General Relativity

Kerr black hole with thin accretion disk

Accretion disk around Kerr black hole (a=0.7M) represented by a ring with inner radius r=4M and outer radius r=14M. The inclination angle between the disk normal and the direction to the observer reads i=80deg. Here, only the geometric distortion of the disk and the background is shown.

Render your own black hole using GeoViS. The scene description file can be found here. Please note that only geometric effects are taken into account. The Milky Way panorama is by ESO/S.Brunier.

Black hole passing in front of the Milky Way background

A Schwarzschild black hole moves in front of the Milky Way background panorama. The movie was rendered using GeoViS. The Milky Way panorama is by ESO/S.Brunier.
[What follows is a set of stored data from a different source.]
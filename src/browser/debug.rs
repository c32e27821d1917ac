//! Debug console: the free-text handler used while debug mode is on.
//!
//! Input is `<capability> [args]`. Capabilities form a fixed table; anything
//! not in it is rejected rather than looked up dynamically.

use std::path::{Path, PathBuf};

use tracing::debug;

use super::actions::{parse_action_sequence, ActionType, ACTION_PARSER_PROMPT};
use super::recording::ClickRecording;
use crate::message::Message;
use crate::output::Renderer;
use crate::provider::TextGenerator;

/// Operations reachable from the debug console.
#[derive(Debug, Clone, Copy, PartialEq, Eq)]
pub enum Capability {
    Capabilities,
    Actions,
    Plan,
    Recording,
}

impl Capability {
    pub const ALL: [Capability; 4] = [
        Self::Capabilities,
        Self::Actions,
        Self::Plan,
        Self::Recording,
    ];

    pub fn name(self) -> &'static str {
        match self {
            Self::Capabilities => "capabilities",
            Self::Actions => "actions",
            Self::Plan => "plan",
            Self::Recording => "recording",
        }
    }

    fn usage(self) -> &'static str {
        match self {
            Self::Capabilities => "capabilities",
            Self::Actions => "actions",
            Self::Plan => "plan <request>",
            Self::Recording => "recording [import <file> | clear]",
        }
    }

    fn summary(self) -> &'static str {
        match self {
            Self::Capabilities => "list debug capabilities",
            Self::Actions => "list supported browser actions",
            Self::Plan => "ask the model for an action plan (not executed)",
            Self::Recording => "show, import or clear the click recording",
        }
    }

    /// Case-insensitive lookup in the capability table.
    pub fn from_name(name: &str) -> Option<Self> {
        Self::ALL
            .into_iter()
            .find(|cap| cap.name().eq_ignore_ascii_case(name))
    }
}

/// Routes debug-mode input to browser tooling.
#[derive(Debug, Clone)]
pub struct DebugConsole {
    recording_path: PathBuf,
}

impl DebugConsole {
    pub fn new(recording_path: PathBuf) -> Self {
        Self { recording_path }
    }

    pub fn recording_path(&self) -> &Path {
        &self.recording_path
    }

    /// Handles one line of debug input. Failures are rendered, never returned.
    pub async fn handle(
        &self,
        input: &str,
        generator: &dyn TextGenerator,
        renderer: &mut dyn Renderer,
    ) {
        let input = input.trim();
        let (name, args) = match input.split_once(char::is_whitespace) {
            Some((name, args)) => (name, args.trim()),
            None => (input, ""),
        };

        let Some(capability) = Capability::from_name(name) else {
            let available: Vec<&str> = Capability::ALL.iter().map(|c| c.name()).collect();
            renderer.render_error(&format!(
                "unknown capability '{}'; available: {}",
                name,
                available.join(", ")
            ));
            return;
        };
        debug!(capability = capability.name(), "debug console");

        match capability {
            Capability::Capabilities => {
                renderer.render_notice("Debug capabilities:");
                for cap in Capability::ALL {
                    renderer.render_notice(&format!("  {:<36} - {}", cap.usage(), cap.summary()));
                }
            }
            Capability::Actions => {
                renderer.render_notice("Browser actions:");
                for kind in ActionType::ALL {
                    renderer.render_notice(&format!("  {:<18} - {}", kind.name(), kind.summary()));
                }
            }
            Capability::Plan => self.plan(args, generator, renderer).await,
            Capability::Recording => self.recording(args, renderer),
        }
    }

    async fn plan(&self, request: &str, generator: &dyn TextGenerator, renderer: &mut dyn Renderer) {
        if request.is_empty() {
            renderer.render_error(&format!("usage: {}", Capability::Plan.usage()));
            return;
        }

        let messages = [Message::system(ACTION_PARSER_PROMPT), Message::user(request)];
        let reply = match generator.ask(&messages).await {
            Ok(reply) => reply,
            Err(err) => {
                renderer.render_error(&err.to_string());
                return;
            }
        };

        match parse_action_sequence(&reply) {
            Ok(actions) => {
                renderer.render_notice(&format!(
                    "Action plan ({} steps, not executed):",
                    actions.len()
                ));
                for (i, action) in actions.iter().enumerate() {
                    renderer.render_notice(&format!("  {}. {}", i + 1, action));
                }
            }
            Err(err) => renderer.render_error(&err.to_string()),
        }
    }

    fn recording(&self, args: &str, renderer: &mut dyn Renderer) {
        let path = self.recording_path.as_path();
        let (sub, rest) = match args.split_once(char::is_whitespace) {
            Some((sub, rest)) => (sub, rest.trim()),
            None => (args, ""),
        };

        let result = match sub.to_ascii_lowercase().as_str() {
            "" => Self::show_recording(path, renderer),
            "clear" => ClickRecording::clear(path).map(|removed| {
                if removed {
                    renderer.render_notice(&format!("Removed recording {}", path.display()));
                } else {
                    renderer.render_notice(&format!("No recording found at {}", path.display()));
                }
            }),
            "import" if !rest.is_empty() => Self::import_recording(Path::new(rest), path, renderer),
            _ => {
                renderer.render_error(&format!("usage: {}", Capability::Recording.usage()));
                Ok(())
            }
        };

        if let Err(err) = result {
            renderer.render_error(&format!("{:#}", err));
        }
    }

    fn show_recording(path: &Path, renderer: &mut dyn Renderer) -> anyhow::Result<()> {
        match ClickRecording::load(path)? {
            None => {
                renderer.render_notice(&format!("No recording found at {}", path.display()));
            }
            Some(recording) if recording.is_empty() => {
                renderer.render_notice(&format!("Recording {} is empty", path.display()));
            }
            Some(recording) => {
                renderer.render_notice(&format!(
                    "Recording {} ({} events):",
                    path.display(),
                    recording.len()
                ));
                for event in &recording.events {
                    renderer.render_notice(&format!("  {}", event));
                }
            }
        }
        Ok(())
    }

    fn import_recording(
        source: &Path,
        target: &Path,
        renderer: &mut dyn Renderer,
    ) -> anyhow::Result<()> {
        let Some(recording) = ClickRecording::load(source)? else {
            anyhow::bail!("No recording found at {}", source.display());
        };
        recording.save(target)?;
        renderer.render_notice(&format!(
            "Imported {} events into {}",
            recording.len(),
            target.display()
        ));
        Ok(())
    }
}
Schwarzschild black hole with non-relativistic SPH accretion disk

The disk is based on a non-relativistic Smoothed-Particle-Hydrodynamics (SPH) simulation by Roland Speith. The apparent distortion of the disk is due to the bending of light within the Schwarzschild spacetime. Besides the primary image of the disk, there are also higher order images (lower ring and upper thin ring) visible. The lower ring shows the rear bottom side of the disk. The color encodes the apparent temperature where blue is hot and red is cold. The left part of the disk approaches the observer and, thus, appears blue-shifted.

Visualization of a Morris-Thorne wormhole

The Morris-Thorne wormhole spacetime is one of the most simple, non-trivial solution of Einstein's General Theory of Relativity. However, it is not so easy to understand what an observer traveling through this wormhole spacetime would actually see. The most straight forward method to visualize the first-person view is four-dimensional ray-tracing.

Note: The spacetime geometry described in the Morris-Thorne paper should be called "Ellis wormhole" according to H. Ellis.